[Stored records]
-=-=-=-=-

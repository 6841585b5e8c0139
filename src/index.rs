//! Vector index construction (ingestion).
//!
//! Coordinates the upload flow: extract text and page count from the PDF,
//! segment into pages, embed each non-empty page, and persist the result.
//! Persistence is best-effort: the in-memory index satisfies the request,
//! and the flat files only back a warm restart.

use anyhow::Result;
use serde::{Deserialize, Serialize};
use uuid::Uuid;

use crate::config::Config;
use crate::embedding;
use crate::extract;
use crate::segment::segment;
use crate::store::{self, PageRecord};

/// Page and source tags carried by an index entry.
#[derive(Debug, Clone, Serialize, Deserialize)]
pub struct EntryMetadata {
    /// 1-based page number; `None` for a legacy whole-document entry.
    pub page: Option<u32>,
    pub source: String,
}

/// One embedded text node. Immutable after ingestion; replaced wholesale by
/// the next upload.
#[derive(Debug, Clone, Serialize, Deserialize)]
pub struct IndexEntry {
    pub id: String,
    pub text: String,
    pub embedding: Vec<f32>,
    pub metadata: EntryMetadata,
}

/// The in-memory vector index for the active document.
#[derive(Debug, Clone, Serialize, Deserialize)]
pub struct VectorIndex {
    pub model: String,
    pub dims: usize,
    pub entries: Vec<IndexEntry>,
}

impl VectorIndex {
    /// Builds an index from `(text, page)` pairs by embedding every text.
    pub async fn build(
        config: &Config,
        source: &str,
        nodes: Vec<(String, Option<u32>)>,
    ) -> Result<Self> {
        let texts: Vec<String> = nodes.iter().map(|(t, _)| t.clone()).collect();
        let embeddings = embedding::embed_texts(&config.embedding, &texts).await?;

        let entries = nodes
            .into_iter()
            .zip(embeddings)
            .map(|((text, page), embedding)| IndexEntry {
                id: Uuid::new_v4().to_string(),
                text,
                embedding,
                metadata: EntryMetadata {
                    page,
                    source: source.to_string(),
                },
            })
            .collect();

        Ok(Self {
            model: config.embedding.model.clone(),
            dims: config.embedding.dims,
            entries,
        })
    }
}

/// Ingests an uploaded PDF: extract, segment, embed, persist.
///
/// Fails when the buffer is empty, when the PDF has no extractable text, or
/// when extraction/embedding fails. Persistence failures are logged and
/// swallowed.
pub async fn ingest(config: &Config, bytes: &[u8], source: &str) -> Result<VectorIndex> {
    let pdf = extract::extract_pdf(bytes)?;
    let pages = segment(&pdf.text, pdf.page_count, &config.segmenter);

    // Page numbers are assigned before filtering so they stay 1-based and
    // aligned with the segmenter's output.
    let nodes: Vec<(String, Option<u32>)> = pages
        .iter()
        .enumerate()
        .filter(|(_, text)| !text.trim().is_empty())
        .map(|(i, text)| (text.clone(), Some(i as u32 + 1)))
        .collect();

    let index = VectorIndex::build(config, source, nodes).await?;

    persist(config, &pdf.text, &pages, &index);

    tracing::info!(
        pages = pages.len(),
        entries = index.entries.len(),
        "ingested document"
    );

    Ok(index)
}

/// Best-effort persistence of all three flat files.
fn persist(config: &Config, full_text: &str, pages: &[String], index: &VectorIndex) {
    let data_dir = &config.storage.data_dir;

    if let Err(e) = store::save_document(data_dir, full_text) {
        tracing::warn!("could not persist document text: {:#}", e);
    }

    let records: Vec<PageRecord> = pages
        .iter()
        .enumerate()
        .map(|(i, text)| PageRecord {
            page: i as u32 + 1,
            text: text.clone(),
        })
        .collect();
    if let Err(e) = store::save_pages(data_dir, &records) {
        tracing::warn!("could not persist page records: {:#}", e);
    }

    if let Err(e) = store::save_index(data_dir, index) {
        tracing::warn!("could not persist vector store: {:#}", e);
    }
}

-=-=-=-=-

» EXERCISE DESCRIPTION
Each entry, exactly as written, should be set down once more.

» WRITTEN RESPONSE
repository 6841585b5e8c0139
filename src/index.rs
//! Vector index construction (ingestion).
//!
//! Coordinates the upload flow: extract text and page count from the PDF,
//! segment into pages, embed each non-empty page, and persist the result.
//! Persistence is best-effort: the in-memory index satisfies the request,
//! and the flat files only back a warm restart.

use anyhow::Result;
use serde::{Deserialize, Serialize};
use uuid::Uuid;

use crate::config::Config;
use crate::embedding;
use crate::extract;
use crate::segment::segment;
use crate::store::{self, PageRecord};

/// Page and source tags carried by an index entry.
#[derive(Debug, Clone, Serialize, Deserialize)]
pub struct EntryMetadata {
    /// 1-based page number; `None` for a legacy whole-document entry.
    pub page: Option<u32>,
    pub source: String,
}

/// One embedded text node. Immutable after ingestion; replaced wholesale by
/// the next upload.
#[derive(Debug, Clone, Serialize, Deserialize)]
pub struct IndexEntry {
    pub id: String,
    pub text: String,
    pub embedding: Vec<f32>,
    pub metadata: EntryMetadata,
}

/// The in-memory vector index for the active document.
#[derive(Debug, Clone, Serialize, Deserialize)]
pub struct VectorIndex {
    pub model: String,
    pub dims: usize,
    pub entries: Vec<IndexEntry>,
}

impl VectorIndex {
    /// Builds an index from `(text, page)` pairs by embedding every text.
    pub async fn build(
        config: &Config,
        source: &str,
        nodes: Vec<(String, Option<u32>)>,
    ) -> Result<Self> {
        let texts: Vec<String> = nodes.iter().map(|(t, _)| t.clone()).collect();
        let embeddings = embedding::embed_texts(&config.embedding, &texts).await?;

        let entries = nodes
            .into_iter()
            .zip(embeddings)
            .map(|((text, page), embedding)| IndexEntry {
                id: Uuid::new_v4().to_string(),
                text,
                embedding,
                metadata: EntryMetadata {
                    page,
                    source: source.to_string(),
                },
            })
            .collect();

        Ok(Self {
            model: config.embedding.model.clone(),
            dims: config.embedding.dims,
            entries,
        })
    }
}

/// Ingests an uploaded PDF: extract, segment, embed, persist.
///
/// Fails when the buffer is empty, when the PDF has no extractable text, or
/// when extraction/embedding fails. Persistence failures are logged and
/// swallowed.
pub async fn ingest(config: &Config, bytes: &[u8], source: &str) -> Result<VectorIndex> {
    let pdf = extract::extract_pdf(bytes)?;
    let pages = segment(&pdf.text, pdf.page_count, &config.segmenter);

    // Page numbers are assigned before filtering so they stay 1-based and
    // aligned with the segmenter's output.
    let nodes: Vec<(String, Option<u32>)> = pages
        .iter()
        .enumerate()
        .filter(|(_, text)| !text.trim().is_empty())
        .map(|(i, text)| (text.clone(), Some(i as u32 + 1)))
        .collect();

    let index = VectorIndex::build(config, source, nodes).await?;

    persist(config, &pdf.text, &pages, &index);

    tracing::info!(
        pages = pages.len(),
        entries = index.entries.len(),
        "ingested document"
    );

    Ok(index)
}

/// Best-effort persistence of all three flat files.
fn persist(config: &Config, full_text: &str, pages: &[String], index: &VectorIndex) {
    let data_dir = &config.storage.data_dir;

    if let Err(e) = store::save_document(data_dir, full_text) {
        tracing::warn!("could not persist document text: {:#}", e);
    }

    let records: Vec<PageRecord> = pages
        .iter()
        .enumerate()
        .map(|(i, text)| PageRecord {
            page: i as u32 + 1,
            text: text.clone(),
        })
        .collect();
    if let Err(e) = store::save_pages(data_dir, &records) {
        tracing::warn!("could not persist page records: {:#}", e);
    }

    if let Err(e) = store::save_index(data_dir, index) {
        tracing::warn!("could not persist vector store: {:#}", e);
    }
}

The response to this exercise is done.